02.03.10

Posted in Uncategorized at 9:09 am by Administrator

I will continue to answer my own questions then and you can read along.  All of us must experience a new birth, through dying to ourselves.  Baptism is our water birth, or our burial.  It is being buried with Christ, so that a new man or woman will arise out of that death with new life in Christ.  Just as John preached and baptized, including Jesus, we too must experience a baptism or burial of our own lives.  Not just being put under the water but a death that requires us to bury that “old man” and begin as a child again our spirit life with a purpose and work to be done for our new Father.  Is that too much?  May God help you to see what this issue of being born again means for us.  Water burial and rising into a new life is only the beginning, not the culmination.

3 Comments »

  1. Administrator said,

    February 3, 2010 at 9:11 am

    You do not enter God’s kingdom in your flesh.

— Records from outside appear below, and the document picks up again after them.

//! Response validation and payload decoding.
//!
//! Order matters: status first, then content type, then the `error` field,
//! then the backend shape.

use crate::kernel::services::ports::search::{
    Backend, RawResponse, RecordKind, Result, ResultRecord, SearchError, SearchResultPage,
};
use serde::Deserialize;
use serde_json::Value;

const JSON_CONTENT_TYPE: &str = "application/json";

pub fn validate_response(
    response: RawResponse,
    backend: Backend,
    requested_page: u32,
) -> Result<SearchResultPage> {
    if !response.is_success() {
        return Err(SearchError::Http {
            status: response.status,
            reason: response.reason,
        });
    }

    let is_json = response
        .content_type
        .as_deref()
        .is_some_and(|ct| ct.to_ascii_lowercase().contains(JSON_CONTENT_TYPE));
    if !is_json {
        return Err(SearchError::InvalidResponseFormat {
            content_type: response.content_type,
        });
    }

    let value: Value = serde_json::from_slice(&response.body)?;
    if let Some(err) = server_error(&value) {
        return Err(err);
    }

    match backend {
        Backend::Paginated => decode_paginated(value, requested_page),
        Backend::Legacy => decode_legacy(value, requested_page),
    }
}

fn server_error(value: &Value) -> Option<SearchError> {
    let error = value.as_object()?.get("error")?;
    let message = match error {
        Value::Null => return None,
        Value::String(s) => s.clone(),
        other => other.to_string(),
    };
    let details = value
        .get("details")
        .and_then(Value::as_str)
        .map(str::to_string);
    Some(SearchError::ServerReported { message, details })
}

#[derive(Deserialize)]
struct WireRecord {
    id: u64,
    #[serde(rename = "type", default)]
    kind: Option<String>,
    #[serde(default)]
    title: Option<String>,
    #[serde(default)]
    name: Option<String>,
    #[serde(default)]
    full_name: Option<String>,
    #[serde(default)]
    subtitle: Option<String>,
    #[serde(default)]
    url: Option<String>,
    #[serde(default)]
    username: Option<String>,
    #[serde(default)]
    email: Option<String>,
    #[serde(default)]
    department: Option<String>,
    #[serde(default)]
    position: Option<String>,
    #[serde(default)]
    is_active: Option<bool>,
    #[serde(default)]
    is_staff: Option<bool>,
    #[serde(default)]
    status: Option<String>,
    #[serde(default)]
    location: Option<String>,
    #[serde(default)]
    points: Option<i64>,
    #[serde(default)]
    level: Option<String>,
}

#[derive(Deserialize)]
struct WirePage {
    results: Vec<WireRecord>,
    #[serde(default)]
    total_results: Option<u64>,
    #[serde(default)]
    current_page: Option<u32>,
    #[serde(default)]
    total_pages: Option<u32>,
    #[serde(default)]
    has_previous: Option<bool>,
    #[serde(default)]
    has_next: Option<bool>,
    #[serde(default)]
    suggestions: Vec<String>,
}

#[derive(Deserialize)]
struct WireLegacyUser {
    id: u64,
    #[serde(default)]
    username: Option<String>,
    #[serde(default)]
    full_name: Option<String>,
    #[serde(default)]
    email: Option<String>,
    #[serde(default)]
    is_staff: bool,
    #[serde(default = "default_true")]
    is_active: bool,
}

#[derive(Deserialize)]
struct WireLegacyPage {
    users: Vec<WireLegacyUser>,
    #[serde(default)]
    total: Option<u64>,
    #[serde(default)]
    page: Option<u32>,
    #[serde(default)]
    per_page: Option<u32>,
}

fn default_true() -> bool {
    true
}

fn non_empty(value: Option<String>) -> Option<String> {
    value.filter(|s| !s.trim().is_empty())
}

fn decode_paginated(value: Value, requested_page: u32) -> Result<SearchResultPage> {
    let wire: WirePage = serde_json::from_value(value)?;

    let results: Vec<ResultRecord> = wire.results.into_iter().map(into_record).collect();
    let current_page = wire.current_page.unwrap_or(requested_page).max(1);
    let total_pages = wire.total_pages.unwrap_or(current_page);

    Ok(SearchResultPage {
        total_results: wire.total_results.unwrap_or(results.len() as u64),
        results,
        current_page,
        total_pages,
        has_previous: wire.has_previous.unwrap_or(current_page > 1),
        has_next: wire.has_next.unwrap_or(current_page < total_pages),
        suggestions: wire.suggestions,
    })
}

fn into_record(wire: WireRecord) -> ResultRecord {
    let kind = match wire.kind.as_deref().unwrap_or("user") {
        "user" => RecordKind::User {
            username: non_empty(wire.username.clone()),
            email: non_empty(wire.email),
            department: non_empty(wire.department),
            position: non_empty(wire.position),
            is_active: wire.is_active.unwrap_or(true),
            is_staff: wire.is_staff.unwrap_or(false),
        },
        "project" => RecordKind::Project {
            status: non_empty(wire.status),
            location: non_empty(wire.location),
        },
        "manager" => RecordKind::Manager {
            points: wire.points,
            level: non_empty(wire.level),
        },
        other => RecordKind::Other {
            kind: other.to_string(),
        },
    };

    let title = non_empty(wire.title)
        .or(non_empty(wire.name))
        .or(non_empty(wire.full_name))
        .or(non_empty(wire.username))
        .unwrap_or_else(|| format!("#{}", wire.id));

    ResultRecord {
        id: wire.id,
        title,
        subtitle: non_empty(wire.subtitle),
        url: non_empty(wire.url),
        kind,
    }
}

fn decode_legacy(value: Value, requested_page: u32) -> Result<SearchResultPage> {
    let wire: WireLegacyPage = serde_json::from_value(value)?;

    let results: Vec<ResultRecord> = wire
        .users
        .into_iter()
        .map(|user| {
            let username = non_empty(user.username);
            let title = non_empty(user.full_name)
                .or_else(|| username.clone())
                .unwrap_or_else(|| format!("#{}", user.id));
            ResultRecord {
                id: user.id,
                title,
                subtitle: username.as_ref().map(|u| format!("@{}", u)),
                url: Some(format!("/manager/modify/{}/", user.id)),
                kind: RecordKind::User {
                    username,
                    email: non_empty(user.email),
                    department: None,
                    position: None,
                    is_active: user.is_active,
                    is_staff: user.is_staff,
                },
            }
        })
        .collect();

    let (Some(total), Some(per_page)) = (wire.total, wire.per_page.filter(|n| *n > 0)) else {
        return Ok(SearchResultPage::single(results));
    };

    let current_page = wire.page.unwrap_or(requested_page).max(1);
    let total_pages =
        u32::try_from(total.div_ceil(u64::from(per_page)).max(1)).unwrap_or(u32::MAX);
    Ok(SearchResultPage {
        results,
        total_results: total,
        current_page,
        total_pages,
        has_previous: current_page > 1,
        has_next: current_page < total_pages,
        suggestions: Vec::new(),
    })
}

#[cfg(test)]
#[path = "../../../../../tests/unit/kernel/services/adapters/search/validate.rs"]
mod tests;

All that is of the flesh must be dealt with severely in order for your life to be spiritual. You live your new life as a spiritual man or woman.

  2. Okenna Osuji said,

    February 6, 2010 at 10:31 am

    Forgive us for sleeping on duty all this while. The issue we are discussing (being born again) is of critical importance and the starting point if we are to make the kingdom of God. And a thorough understanding of this is in order.
    Philip Songwe in his comment of 1/10/10 made a justified attempt to compare the new birth to the old birth. However, in the old birth, it appears (as far as we can remember) that we did not choose to be born, or where, when or by whom to be born. It appears that God in his infinite wisdom made all of that decision for us. But in the new birth, there appears to be an element of choice and self will involved. There is a believe element and faith involved. In John 3:14, Jesus said: “As the serpent was lifted up in the wilderness, so the Son of man will be lifted up, so that WHOSOEVER BELIEVES in HIM will not perish but have eternal life”. So here, it looks as if it depends on man believing. Yet as you pointed out in John 3:5, the Lord says “No One can enter the Kingdom of God unless he is born of water and Spirit”. Here it looks as if this is independent of the man. To be born of water and Spirit looks like a pure work of grace. How do we reconcile this since the word of God is sure. We can choose to be immersed in water for water baptism, but how can a man choose to be born of the Spirit unless the Lord himself does it? This is a dilemna for the Christian race. A wrong understanding of this is why we have so many “born again” Christians who are not changed in any form or manner. I am interested in seeing how we can reconcile this.

  3. Okenna Osuji said,

    February 6, 2010 at 1:10 pm

    Continuing on my trend of thought, at what point is a man “born again’?. Is it when he believes and walks up the aisle to accept Jesus Christ as his Lord and Savior? Is it after he chooses to be baptized in water? Is it after he is baptized in the Holy Spirit?
    We know when a child is born into this world. A child is born when he is delivered through the mother’s birth canal out of her womb, and into the realm of this physical world. At that point, he can be seen, touched, heard by those around him. Before then, he existed only in the mother’s womb. In a pro-choice world such as we live in, the mother could have chosen to abort him. So it would seem the old birth does not depend in any way on the child that is born, but on others – the parents and the almighty God.
    What parallel can we draw from this for the new spiritual birth?.
    Ephesians 2:8-10 states:
    8For BY GRACE are ye saved through faith; and that NOT of YOURSELVES: it is the gift of God:
    9Not of works, lest any man should boast.
    10For we are his workmanship, created in Christ Jesus unto good works, which God hath before ordained that we should walk in them.
    Could it be then that when we believe and walk up the aisle to accept Jesus as our Lord and Savior, when we offer ourselves for water baptism, and all we do as believers, that we are only telling God that we are obedient and willing to be adopted into his divine family? Could it be that we are still in a process of the new birth? That the actual timing and delivery of the new birth is only at the instance of God?
    Romans 8:14 states: “For as many as are led by the Spirit of God, they are the sons of God”
    1 John 3:9 states: “Whosoever is born of God doth not commit sin; for his seed remaineth in him: and he cannot sin, because he is born of God”.
    Since many of us believers including myself still struggle with Sin, are we truly “born again” of God?